N’allez pas dans une zone melrehns, si vous espérez y passez de paisibles vacances.
En fait, si vous n’êtes pas trop occupé, et que votre emploi du temps le permet, n’y aller pas du tout.
Je me faisais la réflexion en observant Olvéline, elle même survolant d’un regard plein d’aversion la carte qu’elle étudiait, récupérée récemment part les scanners de son vaisseau, un croiseur de classe II, surnommé brise noix par l’équipage.

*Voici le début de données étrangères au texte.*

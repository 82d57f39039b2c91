//! Absolute URL construction for hypermedia fields.

use actix_web::HttpRequest;
use url::Url;

use crate::handlers::API_PREFIX;
use crate::middleware::error::AppError;

/// Builds absolute links relative to the request being served.
///
/// The origin is `PUBLIC_BASE_URL` when configured, otherwise the scheme and
/// host the client used.
#[derive(Debug, Clone)]
pub struct PageLinks {
    current: Url,
}

impl PageLinks {
    pub fn from_request(req: &HttpRequest, public_base_url: Option<&str>) -> Result<Self, AppError> {
        let origin = match public_base_url {
            Some(base) => base.trim_end_matches('/').to_string(),
            None => {
                let info = req.connection_info();
                format!("{}://{}", info.scheme(), info.host())
            }
        };
        let path_and_query = req
            .uri()
            .path_and_query()
            .map(|pq| pq.as_str())
            .unwrap_or("/");

        let current = Url::parse(&format!("{origin}{path_and_query}"))
            .map_err(|e| AppError::Internal(format!("Cannot build absolute URL: {e}")))?;
        Ok(Self { current })
    }

    /// The current URL with `page` replaced. Page 1 drops the parameter.
    ///
    /// Remaining parameters are emitted sorted by name.
    pub fn page_url(&self, page: u64) -> String {
        let mut pairs: Vec<(String, String)> = self
            .current
            .query_pairs()
            .filter(|(key, _)| key != "page")
            .map(|(key, value)| (key.into_owned(), value.into_owned()))
            .collect();
        if page > 1 {
            pairs.push(("page".to_string(), page.to_string()));
        }
        pairs.sort_by(|a, b| a.0.cmp(&b.0));

        let mut url = self.current.clone();
        if pairs.is_empty() {
            url.set_query(None);
        } else {
            url.query_pairs_mut().clear().extend_pairs(pairs);
        }
        url.into()
    }

    /// Absolute URL of a post's detail endpoint.
    pub fn detail_url(&self, slug: &str) -> String {
        let mut url = self.current.clone();
        url.set_query(None);
        url.set_fragment(None);
        url.set_path(&format!("{API_PREFIX}/posts/{slug}/"));
        url.into()
    }
}

#[cfg(test)]
mod tests {
    use actix_web::test::TestRequest;

    use super::*;

    fn links(uri: &str, base: Option<&str>) -> PageLinks {
        let req = TestRequest::get()
            .uri(uri)
            .insert_header(("host", "blog.test"))
            .to_http_request();
        PageLinks::from_request(&req, base).unwrap()
    }

    #[test]
    fn test_page_url_replaces_page() {
        let links = links("/api/v1/posts/?search=rust&page=2", None);
        assert_eq!(
            links.page_url(3),
            "http://blog.test/api/v1/posts/?page=3&search=rust"
        );
        assert_eq!(links.page_url(1), "http://blog.test/api/v1/posts/?search=rust");
    }

    #[test]
    fn test_page_one_without_other_params() {
        let links = links("/api/v1/posts/?page=2", None);
        assert_eq!(links.page_url(1), "http://blog.test/api/v1/posts/");
    }

    #[test]
    fn test_public_base_url_wins() {
        let links = links("/api/v1/posts/", Some("https://blog.example.com/"));
        assert_eq!(links.page_url(2), "https://blog.example.com/api/v1/posts/?page=2");
        assert_eq!(
            links.detail_url("hello-world"),
            "https://blog.example.com/api/v1/posts/hello-world/"
        );
    }

    #[test]
    fn test_detail_url_from_request_host() {
        let links = links("/api/v1/posts/?ordering=title", None);
        assert_eq!(links.detail_url("a-b"), "http://blog.test/api/v1/posts/a-b/");
    }
}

L’hologramme montrait une ville, que dis je un amas de bâtiments tellement incohérent qu’on pouvait ce demander si la civilisation, qui avait apparemment été là autrefois, n’avait pas totalement quitté la planète.
La ville principale reflétait bien les alentours de l’agglomération ;
Adipeuse, tentaculaire et industrielle,
Une ville de béton et de poussière, de vapeur de tritium et d’autres émanations probablement mortelles pour un être n’ayant pas l’habitude de vivre dans un tel environnement.
Rien ne semblait indiquer que ce que nous cherchions ce trouvait la.
Et pourtant…
Et pourtant cela ne devait être bien loin, voila maintenant des semaines que, sitôt le convoi débarqué sur un site sécurisé, Olveline était partit a la recherche de la signature énergétique émise par les balises des deux autres convois.
Elle enclencha la propulsion sub luminique, et, les scanners tournant a plein régime, partit vérifier sa prochaine cible, la planète la plus proche abritant une forme de vie.
Mais très peu de mondes avaient attirés son attention dans cette fichue galaxie ou ils avaient atterrit on ne sait comment.
Les quelques civilisations melrehns en place faisaient peine a voir, entrant pour certaines a peine dans l’ère pré spatial.
Olvaline vérifiait d’énièmes données sur une énième colonie ou ce ne trouvait nul trace de la technologie de son peuple, quand les scanner détectèrent quelque chose de différent.
Quoi que ce fut, c’était très ancien, technologiquement très évolué, et les fluctuations énergétiques laissaient penser a une capacité d’utilisation massive d’énergie.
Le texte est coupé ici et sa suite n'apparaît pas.